Em "Sat Feb 18 23:59:59 2006 BRST", o Horario de Verao terminara' no
segundo seguinte, com o localtime sendo entao atrasado em 1 hora: "Sat
Feb 18 23:00:00 2006 BRT" (o horario mostrado ao usuario voltara' para
as 23:00).
5. Por ultimo, se o arquivo /etc/localtime NAO for um link para o arquivo
/usr/share/zoneinfo/Brazil/East, deve-se copiar o arquivo East para
/etc/localtime
# cp East /etc/localtime
3. FreeBSD
==========
* Atencao: o daemon crond deve ser reinicializado assim que o Horario de
Verao entrar em vigor.
Usuarios do sistema FreeBSD devem proceder da mesma forma que usuarios
GNU/Linux. A unica diferenca esta' no diretorio onde devera' ser criado o
arquivo 'verao.2005.zic' - /usr/share/zoneinfo. As linhas a serem
incluidas neste arquivo, assim como em sistemas GNU/Linux, sao:
Rule Brazil 2005 only - Oct 16 00:00 1 S
Rule Brazil 2006 only - Feb 19 00:00 0 -
Zone hv2005 -3:00 Brazil BR%sT
No exemplo acima, o nome 'hv2005' representa o arquivo que sera' criado ao
executar o comando 'zic verao.2005.zic', o qual contera' as informacoes do
Horario de Verao. Este novo arquivo devera' ser copiado sobre
/etc/localtime, lembrando que sera' preciso fazer uma copia de seguranca
do arquivo /etc/localtime antes de sobrescreve-lo.
4. Solaris
==========
* Atencao: o daemon crond deve ser reinicializado assim que o Horario de
Verao entrar em vigor.
Usuarios de Solaris devem seguir o procedimento abaixo:
1. Verificar o zoneinfo respectivo. O arquivo /etc/TIMEZONE contem as
informacoes relativas a qual arquivo sera' consultado para verificar o
zoneinfo.
# more /etc/TIMEZONE
TZ=Brazil/East
No exemplo acima, devera' ser consultado o arquivo East, no diretorio
Brazil. Por padrao, este diretorio deve estar em
/usr/share/lib/zoneinfo.
2. Verificar se existe no diretorio /usr/share/lib/zoneinfo algum arquivo
em formato texto que contenha informacoes relativas a outros horarios
de verao (DICA: geralmente um arquivo com extensao .zic)
a) Se nao existir nenhum arquivo com tais informacoes, devera' ser
criado um novo arquivo, de nome 'brazil.zic' por exemplo, e
inserir as seguintes linhas.
Rule Brazil 2005 only - Oct 16 00:00 1 S
Rule Brazil 2006 only - Feb 19 00:00 0 -
Zone Brazil/East -3:00 Brazil BR%sT
b) Se existir um arquivo com informacoes de Horario de Verao de outros
anos basta inserir as linhas acima.
As duas primeiras linhas informam quando inicia o Horario de
Verao, quando termina e qual a acao a ser tomada.
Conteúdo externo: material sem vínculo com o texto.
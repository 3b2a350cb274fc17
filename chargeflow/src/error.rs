//! Typed failures raised at use-case boundaries.
//!
//! Backend and transport failures are caught where a backend call is made and
//! re-raised as a [`WalletError`] tagged with the integration and stage that
//! failed. The orchestrator never hands these to the host directly: they are
//! first normalized into an [`ErrorModel`](crate::taxonomy::ErrorModel).

use std::fmt;

use crate::proto::{ApiErrorEnvelope, PaymentMethod};

/// Failure of a single backend call.
#[derive(Debug, Clone, PartialEq, Eq, thiserror::Error)]
pub enum BackendError {
    /// The request did not complete in time.
    #[error("request timed out: {0}")]
    Timeout(String),
    /// The backend host name could not be resolved.
    #[error("unknown host: {0}")]
    UnknownHost(String),
    /// Any other transport-level failure.
    #[error("I/O error: {0}")]
    Io(String),
    /// The response body could not be decoded.
    #[error("failed to deserialize response: {0}")]
    Serialization(String),
    /// The backend answered with a non-success status.
    #[error("backend returned HTTP {status}")]
    Api {
        /// HTTP status code.
        status: u16,
        /// Parsed error body, when it matched a known shape.
        envelope: Option<ApiErrorEnvelope>,
        /// Raw response body.
        body: String,
    },
}

/// Payment integrations the SDK talks to.
#[derive(Debug, Clone, Copy, PartialEq, Eq, Hash)]
pub enum Integration {
    /// Card tokenisation.
    CardTokenisation,
    /// Gift card tokenisation.
    GiftCardTokenisation,
    /// 3-D Secure authentication.
    ThreeDs,
    /// PayPal checkout.
    PayPal,
    /// PayPal vault (saved PayPal accounts).
    PayPalVault,
    /// Google Pay.
    GooglePay,
    /// FlyPay.
    FlyPay,
    /// Afterpay.
    Afterpay,
    /// Click to Pay.
    ClickToPay,
    /// Mastercard SRC.
    MastercardSrc,
}

impl Integration {
    /// Returns a human-readable name.
    #[must_use]
    pub const fn name(&self) -> &'static str {
        match self {
            Self::CardTokenisation => "Card tokenisation",
            Self::GiftCardTokenisation => "Gift card tokenisation",
            Self::ThreeDs => "3DS",
            Self::PayPal => "PayPal",
            Self::PayPalVault => "PayPal vault",
            Self::GooglePay => "Google Pay",
            Self::FlyPay => "FlyPay",
            Self::Afterpay => "Afterpay",
            Self::ClickToPay => "Click to Pay",
            Self::MastercardSrc => "Mastercard SRC",
        }
    }
}

impl fmt::Display for Integration {
    fn fmt(&self, f: &mut fmt::Formatter<'_>) -> fmt::Result {
        f.write_str(self.name())
    }
}

impl From<PaymentMethod> for Integration {
    fn from(method: PaymentMethod) -> Self {
        match method {
            PaymentMethod::PayPal => Self::PayPal,
            PaymentMethod::Afterpay => Self::Afterpay,
            PaymentMethod::GooglePay => Self::GooglePay,
            PaymentMethod::FlyPay => Self::FlyPay,
            PaymentMethod::ClickToPay => Self::ClickToPay,
            PaymentMethod::MastercardSrc => Self::MastercardSrc,
        }
    }
}

/// Step of a payment attempt at which a failure happened.
#[derive(Debug, Clone, Copy, PartialEq, Eq, Hash)]
pub enum Stage {
    /// Wallet token issuance.
    WalletToken,
    /// Callback acquisition.
    Callback,
    /// The external flow (SDK, browser or widget).
    ExternalFlow,
    /// Charge capture.
    Capture,
    /// Charge decline.
    Decline,
    /// Card or gift card tokenisation.
    Tokenisation,
}

impl fmt::Display for Stage {
    fn fmt(&self, f: &mut fmt::Formatter<'_>) -> fmt::Result {
        f.write_str(match self {
            Self::WalletToken => "wallet token",
            Self::Callback => "callback",
            Self::ExternalFlow => "external flow",
            Self::Capture => "capture",
            Self::Decline => "decline",
            Self::Tokenisation => "tokenisation",
        })
    }
}

/// Closed set of failures a payment use case can raise.
#[derive(Debug, Clone, PartialEq, Eq, thiserror::Error)]
pub enum WalletError {
    /// A backend call failed.
    #[error("{integration} {stage} request failed: {source}")]
    Backend {
        /// Integration the call was made for.
        integration: Integration,
        /// Step that issued the call.
        stage: Stage,
        /// The underlying failure.
        #[source]
        source: BackendError,
    },
    /// The callback lacked what the external flow needs to launch.
    #[error("{integration} callback cannot be launched: {reason}")]
    InvalidCallback {
        /// Integration the callback was requested for.
        integration: Integration,
        /// What was missing or malformed.
        reason: String,
    },
    /// The external flow reported success without the fields capture needs.
    #[error("{integration} approval is incomplete: {reason}")]
    InvalidApproval {
        /// Integration that produced the approval.
        integration: Integration,
        /// What was missing.
        reason: String,
    },
    /// The external flow reported an error.
    #[error("{integration} external flow failed: {}", .message.as_deref().unwrap_or("no details"))]
    ExternalFlow {
        /// Integration whose flow failed.
        integration: Integration,
        /// Provider error code, if any.
        code: Option<String>,
        /// Provider error message, if any.
        message: Option<String>,
    },
    /// The user backed out of the external flow.
    #[error("{method} flow cancelled by the user")]
    Cancelled {
        /// Method whose flow was cancelled.
        method: PaymentMethod,
    },
}

impl WalletError {
    /// Returns a mapper that tags a [`BackendError`] with where it happened.
    ///
    /// ```
    /// use chargeflow::error::{BackendError, Integration, Stage, WalletError};
    ///
    /// let failure: Result<(), BackendError> = Err(BackendError::Io("reset".into()));
    /// let err = failure.map_err(WalletError::at(Integration::PayPal, Stage::Callback)).unwrap_err();
    /// assert!(matches!(err, WalletError::Backend { stage: Stage::Callback, .. }));
    /// ```
    pub fn at(integration: Integration, stage: Stage) -> impl FnOnce(BackendError) -> Self {
        move |source| Self::Backend {
            integration,
            stage,
            source,
        }
    }

    /// Returns the integration the failure belongs to.
    #[must_use]
    pub fn integration(&self) -> Integration {
        match self {
            Self::Backend { integration, .. }
            | Self::InvalidCallback { integration, .. }
            | Self::InvalidApproval { integration, .. }
            | Self::ExternalFlow { integration, .. } => *integration,
            Self::Cancelled { method } => (*method).into(),
        }
    }
}

#[cfg(test)]
mod tests {
    use super::*;

    #[test]
    fn test_backend_error_display_includes_context() {
        let err = WalletError::Backend {
            integration: Integration::Afterpay,
            stage: Stage::Capture,
            source: BackendError::Timeout("POST /charges/wallet/capture".into()),
        };
        assert_eq!(
            err.to_string(),
            "Afterpay capture request failed: request timed out: POST /charges/wallet/capture"
        );
        assert!(std::error::Error::source(&err).is_some());
    }

    #[test]
    fn test_external_flow_display_without_message() {
        let err = WalletError::ExternalFlow {
            integration: Integration::FlyPay,
            code: Some("E42".into()),
            message: None,
        };
        assert_eq!(err.to_string(), "FlyPay external flow failed: no details");
    }

    #[test]
    fn test_cancelled_integration_follows_method() {
        let err = WalletError::Cancelled {
            method: PaymentMethod::MastercardSrc,
        };
        assert_eq!(err.integration(), Integration::MastercardSrc);
    }
}
use serde::{Deserialize, Serialize};
use serde_json::Value;

use super::{BridgeError, BridgeProtocol};
use crate::error::Integration;
use crate::wallet::{Approval, ExternalResult};

/// Kinds of checkout widget events, shared by Click to Pay and Mastercard SRC.
#[derive(Debug, Clone, Copy, PartialEq, Eq, Hash)]
pub enum CheckoutEventKind {
    /// `iframeLoaded`
    IframeLoaded,
    /// `checkoutReady`
    CheckoutReady,
    /// `checkoutPopupOpen`
    CheckoutPopupOpen,
    /// `checkoutPopupClose`
    CheckoutPopupClose,
    /// `checkoutCompleted`
    CheckoutCompleted,
    /// `checkoutError`
    CheckoutError,
}

impl CheckoutEventKind {
    /// Every kind.
    pub const ALL: [Self; 6] = [
        Self::IframeLoaded,
        Self::CheckoutReady,
        Self::CheckoutPopupOpen,
        Self::CheckoutPopupClose,
        Self::CheckoutCompleted,
        Self::CheckoutError,
    ];

    /// Returns the discriminator wire value.
    #[must_use]
    pub const fn tag(self) -> &'static str {
        match self {
            Self::IframeLoaded => "iframeLoaded",
            Self::CheckoutReady => "checkoutReady",
            Self::CheckoutPopupOpen => "checkoutPopupOpen",
            Self::CheckoutPopupClose => "checkoutPopupClose",
            Self::CheckoutCompleted => "checkoutCompleted",
            Self::CheckoutError => "checkoutError",
        }
    }

    /// Looks up a discriminator value.
    #[must_use]
    pub fn from_tag(tag: &str) -> Option<Self> {
        Self::ALL.into_iter().find(|kind| kind.tag() == tag)
    }
}

/// Click to Pay widget protocol, discriminated by `event`.
#[derive(Debug, Clone, Copy, PartialEq, Eq)]
pub struct ClickToPay;

/// Payload of a completed Click to Pay checkout.
#[derive(Debug, Clone, PartialEq, Eq, Serialize, Deserialize)]
#[serde(rename_all = "camelCase")]
pub struct ClickToPayCompleted {
    /// One-time token for the selected card.
    pub token: String,
    /// Kind of payment source (e.g. `"card"`).
    #[serde(default, skip_serializing_if = "Option::is_none")]
    pub source_type: Option<String>,
    /// Masked card description for display.
    #[serde(default, skip_serializing_if = "Option::is_none")]
    pub card_summary: Option<String>,
}

/// Event posted by the Click to Pay widget.
#[derive(Debug, Clone, PartialEq, Eq)]
pub enum ClickToPayEvent {
    /// The widget iframe finished loading.
    IframeLoaded,
    /// The checkout can be opened.
    CheckoutReady,
    /// The checkout popup opened.
    CheckoutPopupOpen,
    /// The checkout popup closed.
    CheckoutPopupClose,
    /// The user selected a card.
    CheckoutCompleted(ClickToPayCompleted),
    /// The widget failed, or the message could not be decoded.
    CheckoutError(BridgeError),
}

impl ClickToPayEvent {
    /// Returns the event kind.
    #[must_use]
    pub const fn kind(&self) -> CheckoutEventKind {
        match self {
            Self::IframeLoaded => CheckoutEventKind::IframeLoaded,
            Self::CheckoutReady => CheckoutEventKind::CheckoutReady,
            Self::CheckoutPopupOpen => CheckoutEventKind::CheckoutPopupOpen,
            Self::CheckoutPopupClose => CheckoutEventKind::CheckoutPopupClose,
            Self::CheckoutCompleted(_) => CheckoutEventKind::CheckoutCompleted,
            Self::CheckoutError(_) => CheckoutEventKind::CheckoutError,
        }
    }

    /// Converts a terminal event into the result fed to the orchestrator.
    ///
    /// Returns `None` for progress events and for user errors, which the
    /// widget recovers from on its own.
    #[must_use]
    pub fn external_result(&self) -> Option<ExternalResult> {
        match self {
            Self::CheckoutCompleted(completed) => {
                Some(ExternalResult::Success(Approval::new(completed.token.clone())))
            }
            Self::CheckoutError(error) => checkout_failure(error),
            Self::IframeLoaded | Self::CheckoutReady | Self::CheckoutPopupOpen | Self::CheckoutPopupClose => None,
        }
    }
}

pub(super) fn checkout_failure(error: &BridgeError) -> Option<ExternalResult> {
    error.is_critical().then(|| ExternalResult::TransportError {
        code: error.code.clone(),
        message: error.message.clone(),
    })
}

impl BridgeProtocol for ClickToPay {
    const NAME: &'static str = "Click to Pay";
    const DISCRIMINATOR: &'static str = "event";
    const INTEGRATION: Integration = Integration::ClickToPay;

    type Kind = CheckoutEventKind;
    type Event = ClickToPayEvent;

    fn kind_from_tag(tag: &str) -> Option<CheckoutEventKind> {
        CheckoutEventKind::from_tag(tag)
    }

    fn decode_kind(kind: CheckoutEventKind, data: Value) -> Result<ClickToPayEvent, serde_json::Error> {
        Ok(match kind {
            CheckoutEventKind::IframeLoaded => ClickToPayEvent::IframeLoaded,
            CheckoutEventKind::CheckoutReady => ClickToPayEvent::CheckoutReady,
            CheckoutEventKind::CheckoutPopupOpen => ClickToPayEvent::CheckoutPopupOpen,
            CheckoutEventKind::CheckoutPopupClose => ClickToPayEvent::CheckoutPopupClose,
            CheckoutEventKind::CheckoutCompleted => {
                ClickToPayEvent::CheckoutCompleted(serde_json::from_value(data)?)
            }
            CheckoutEventKind::CheckoutError => ClickToPayEvent::CheckoutError(serde_json::from_value(data)?),
        })
    }

    fn error_event(error: BridgeError) -> ClickToPayEvent {
        ClickToPayEvent::CheckoutError(error)
    }
}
Lembre-se de que no
inicio do Horario de Verao deve ser adicionada uma hora.
A ultima linha diz qual arquivo sera' gerado pelo comando 'zic' - no
exemplo sera' o arquivo 'East' (dentro do diretorio Brazil). Esta linha
tambem informa o timezone da regiao, no caso o de Sao Paulo, UTC-3.
No exemplo que se segue existe um diretorio 'Brazil' dentro de
/usr/share/lib/zoneinfo que contem um arquivo brazil.zic, que deve ser
atualizado com as linhas mencionadas acima.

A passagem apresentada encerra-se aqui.